*Problem description:*
Please repeat only the stretch of records running from the first line through the line that contains "pub fn print_json<T: Serialize>(value: &T)".

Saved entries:
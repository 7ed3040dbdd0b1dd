//! CLI definitions and command implementations for `ledgerkit`.

use std::path::PathBuf;

use clap::{Parser, Subcommand};
use serde::Serialize;

use ledgerkit::Error;

pub mod account;
pub mod chain;
pub mod init;

/// ledgerkit — account API and blockchain provider toolkit.
#[derive(Debug, Parser)]
#[command(name = "ledgerkit")]
#[command(version, about, long_about = None)]
pub struct Cli {
    /// Path to the TOML configuration file.
    #[arg(short, long, global = true, env = "CONFIG", default_value = "config.toml")]
    pub config: PathBuf,

    /// Subcommand to execute.
    #[command(subcommand)]
    pub command: Commands,
}

/// Available subcommands.
#[derive(Debug, Subcommand)]
pub enum Commands {
    /// Generate a default TOML configuration file.
    Init {
        /// Output path for the configuration file.
        #[arg(short, long, default_value = "config.toml")]
        output: PathBuf,

        /// Overwrite the file if it already exists.
        #[arg(long, default_value_t = false)]
        force: bool,
    },

    /// Log in against the account API.
    Login {
        /// Account user name.
        #[arg(short, long)]
        username: String,

        /// Account password.
        #[arg(short, long, env = "LEDGERKIT_PASSWORD", hide_env_values = true)]
        password: String,
    },

    /// Fetch a user profile.
    Profile {
        /// User identifier.
        user_id: String,
    },

    /// Describe the provider built for a blockchain.
    Provider {
        /// Blockchain identifier (`xrpl`, `aptos`), case-insensitive.
        blockchain: String,

        /// Network name or endpoint URL (defaults to the configured network).
        #[arg(short, long)]
        network: Option<String>,

        /// Wallet to bind (required by XRPL).
        #[arg(short, long, default_value = "")]
        wallet: String,
    },

    /// List registered wallet adapters.
    Wallets {
        /// Only list wallets supporting this blockchain.
        #[arg(long)]
        chain: Option<String>,
    },

    /// Describe every provider declared under `[chains]`.
    Chains,
}

/// Print `value` as pretty JSON on stdout.
///
/// # Errors
///
/// Returns [`Error::Encode`] if `value` cannot be serialised.
#[allow(clippy::print_stdout)]
pub fn print_json<T: Serialize>(value: &T) -> Result<(), Error> {
    let out = serde_json::to_string_pretty(value).map_err(|e| Error::Encode(e.to_string()))?;
    println!("{out}");
    Ok(())
}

*Answer box:*
repository 7ed3040dbdd0b1dd
//! CLI definitions and command implementations for `ledgerkit`.

use std::path::PathBuf;

use clap::{Parser, Subcommand};
use serde::Serialize;

use ledgerkit::Error;

pub mod account;
pub mod chain;
pub mod init;

/// ledgerkit — account API and blockchain provider toolkit.
#[derive(Debug, Parser)]
#[command(name = "ledgerkit")]
#[command(version, about, long_about = None)]
pub struct Cli {
    /// Path to the TOML configuration file.
    #[arg(short, long, global = true, env = "CONFIG", default_value = "config.toml")]
    pub config: PathBuf,

    /// Subcommand to execute.
    #[command(subcommand)]
    pub command: Commands,
}

/// Available subcommands.
#[derive(Debug, Subcommand)]
pub enum Commands {
    /// Generate a default TOML configuration file.
    Init {
        /// Output path for the configuration file.
        #[arg(short, long, default_value = "config.toml")]
        output: PathBuf,

        /// Overwrite the file if it already exists.
        #[arg(long, default_value_t = false)]
        force: bool,
    },

    /// Log in against the account API.
    Login {
        /// Account user name.
        #[arg(short, long)]
        username: String,

        /// Account password.
        #[arg(short, long, env = "LEDGERKIT_PASSWORD", hide_env_values = true)]
        password: String,
    },

    /// Fetch a user profile.
    Profile {
        /// User identifier.
        user_id: String,
    },

    /// Describe the provider built for a blockchain.
    Provider {
        /// Blockchain identifier (`xrpl`, `aptos`), case-insensitive.
        blockchain: String,

        /// Network name or endpoint URL (defaults to the configured network).
        #[arg(short, long)]
        network: Option<String>,

        /// Wallet to bind (required by XRPL).
        #[arg(short, long, default_value = "")]
        wallet: String,
    },

    /// List registered wallet adapters.
    Wallets {
        /// Only list wallets supporting this blockchain.
        #[arg(long)]
        chain: Option<String>,
    },

    /// Describe every provider declared under `[chains]`.
    Chains,
}

/// Print `value` as pretty JSON on stdout.
///
/// # Errors
///
/// Returns [`Error::Encode`] if `value` cannot be serialised.
#[allow(clippy::print_stdout)]
pub fn print_json<T: Serialize>(value: &T) -> Result<(), Error> {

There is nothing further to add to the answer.